Go through the entries below and collect each line with the string "Some" in it.

### MATERIAL SHOWN
- Opening Delimiter -

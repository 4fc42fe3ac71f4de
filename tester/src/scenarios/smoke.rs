//! Smoke Tests
//!
//! Cheap checks that the node is still serving once setup is done

use std::time::Duration;

use crate::runtime::{HealthCheck, HttpHealthCheck};
use crate::suites::SuiteContext;

/// Re-query the health endpoint from inside the suite phase
pub async fn node_healthy(ctx: SuiteContext, probe_timeout: Duration) -> anyhow::Result<()> {
    tracing::info!("🧪 Smoke: node health at {}", ctx.health_url());

    let check = HttpHealthCheck::new(probe_timeout)?;
    let probe = check.check(ctx.health_url()).await;

    anyhow::ensure!(
        probe.healthy,
        "node at {} stopped reporting healthy: {}",
        ctx.node_uri(),
        probe.error.as_deref().unwrap_or("unhealthy")
    );

    tracing::info!("✅ Smoke: PASSED");
    Ok(())
}
//! Harness error types

use serde::{Deserialize, Serialize};
use shared::SharedError;
use std::time::Duration;
use thiserror::Error;

#[derive(Error, Debug)]
pub enum HarnessError {
    #[error("Failed to spawn '{command}': {source}")]
    SpawnFailure {
        command: String,
        #[source]
        source: std::io::Error,
    },

    #[error("'{command}' exited with status {status}")]
    NonZeroExit {
        command: String,
        status: String,
        output: String,
    },

    #[error("Node at {endpoint} not healthy after {waited:?} ({attempts} probes, last error: {})", .last_error.as_deref().unwrap_or("none"))]
    DeadlineExceeded {
        endpoint: String,
        waited: Duration,
        attempts: u32,
        last_error: Option<String>,
    },

    #[error("Suite '{suite}' failed: {message}")]
    SuiteFailure { suite: String, message: String },

    #[error("Process {label} did not exit within {grace:?} of SIGTERM and was killed")]
    StopTimeout { label: String, grace: Duration },

    #[error("Process {label} is not running")]
    ProcessNotRunning { label: String },

    #[error("No managed process with handle {id}")]
    UnknownProcess { id: String },

    #[error("Suite registry is closed; cannot register '{suite}' once execution has started")]
    RegistryClosed { suite: String },

    #[error("Suite '{suite}' is already registered")]
    DuplicateSuite { suite: String },

    #[error("Health client error: {message}")]
    HealthClient { message: String },

    #[error("Run interrupted during {phase}")]
    Interrupted { phase: String },

    #[error("Shared component error: {0}")]
    Shared(#[from] SharedError),

    #[error("I/O error: {0}")]
    Io(#[from] std::io::Error),

    #[error("JSON serialization error: {0}")]
    Json(#[from] serde_json::Error),
}

/// Serializable classification of a [`HarnessError`] used in run reports
#[derive(Debug, Clone, Copy, PartialEq, Eq, Serialize, Deserialize)]
pub enum ErrorKind {
    SpawnFailure,
    NonZeroExit,
    DeadlineExceeded,
    SuiteFailure,
    StopTimeout,
    ProcessNotRunning,
    UnknownProcess,
    RegistryClosed,
    DuplicateSuite,
    HealthClient,
    Interrupted,
    Configuration,
    Io,
}

impl HarnessError {
    pub fn kind(&self) -> ErrorKind {
        match self {
            HarnessError::SpawnFailure { .. } => ErrorKind::SpawnFailure,
            HarnessError::NonZeroExit { .. } => ErrorKind::NonZeroExit,
            HarnessError::DeadlineExceeded { .. } => ErrorKind::DeadlineExceeded,
            HarnessError::SuiteFailure { .. } => ErrorKind::SuiteFailure,
            HarnessError::StopTimeout { .. } => ErrorKind::StopTimeout,
            HarnessError::ProcessNotRunning { .. } => ErrorKind::ProcessNotRunning,
            HarnessError::UnknownProcess { .. } => ErrorKind::UnknownProcess,
            HarnessError::RegistryClosed { .. } => ErrorKind::RegistryClosed,
            HarnessError::DuplicateSuite { .. } => ErrorKind::DuplicateSuite,
            HarnessError::HealthClient { .. } => ErrorKind::HealthClient,
            HarnessError::Interrupted { .. } => ErrorKind::Interrupted,
            HarnessError::Shared(_) => ErrorKind::Configuration,
            HarnessError::Io(_) | HarnessError::Json(_) => ErrorKind::Io,
        }
    }

    /// Captured output attached to the error, if any
    pub fn output(&self) -> Option<&str> {
        match self {
            HarnessError::NonZeroExit { output, .. } => Some(output),
            _ => None,
        }
    }
}

pub type HarnessResult<T> = Result<T, HarnessError>;
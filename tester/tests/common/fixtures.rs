//! Test fixtures and data for tester tests
//!
//! This module provides consistent test data and fixtures used across all test suites.

use std::sync::Arc;
use std::time::Duration;
use tester::runtime::MockProcessRunner;
use tester::*;
use uuid::Uuid;

/// Standard test data and fixtures
pub struct TestFixtures;

impl TestFixtures {
    /// Standard endpoint values
    pub const NODE_URI: &'static str = "http://127.0.0.1:9650";
    pub const HEALTH_URL: &'static str = "http://127.0.0.1:9650/ext/health";
    pub const NODE_COMMAND: &'static str = "./scripts/run.sh";
    pub const NODE_PID: u32 = 4242;

    /// Handle id used for the node in mocked runs
    pub const NODE_HANDLE_ID: &'static str = "550e8400-e29b-41d4-a716-446655440001";

    /// Handle the mocked runner hands out for the node
    pub fn node_handle() -> ProcessHandle {
        ProcessHandle {
            id: Uuid::parse_str(Self::NODE_HANDLE_ID).unwrap(),
            pid: Some(Self::NODE_PID),
            label: "run.sh".to_string(),
        }
    }

    /// Clean stop of the node
    pub fn stop_report() -> StopReport {
        StopReport {
            exit_code: Some(0),
            output: "node: shutting down\n".to_string(),
            elapsed: Duration::from_millis(120),
        }
    }

    /// Node output seen when the node never became healthy
    pub fn node_boot_log() -> String {
        (1..=80).map(|i| format!("node log line {i}\n")).collect()
    }

    /// Config with a 1s poll, 5s readiness deadline and no built-in load suite
    pub fn config() -> HarnessConfig {
        HarnessConfig::builder()
            .node_command(Self::NODE_COMMAND)
            .node_uri(Self::NODE_URI)
            .poll_interval(Duration::from_secs(1))
            .ready_timeout(Duration::from_secs(5))
            .stop_grace(Duration::from_secs(2))
            .source_root(std::env::temp_dir())
            .load_script(None)
            .output_tail_lines(10)
            .build()
    }

    /// Suite context backed by a runner that expects no calls
    pub fn suite_context() -> SuiteContext {
        SuiteContext::new(
            Self::NODE_URI,
            Self::HEALTH_URL,
            std::env::temp_dir(),
            Arc::new(MockProcessRunner::new()),
        )
    }
}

- Closing Delimiter -

### ANSWER BELOW
            HarnessError::NonZeroExit { output, .. } => Some(output),
            pid: Some(Self::NODE_PID),
            exit_code: Some(0),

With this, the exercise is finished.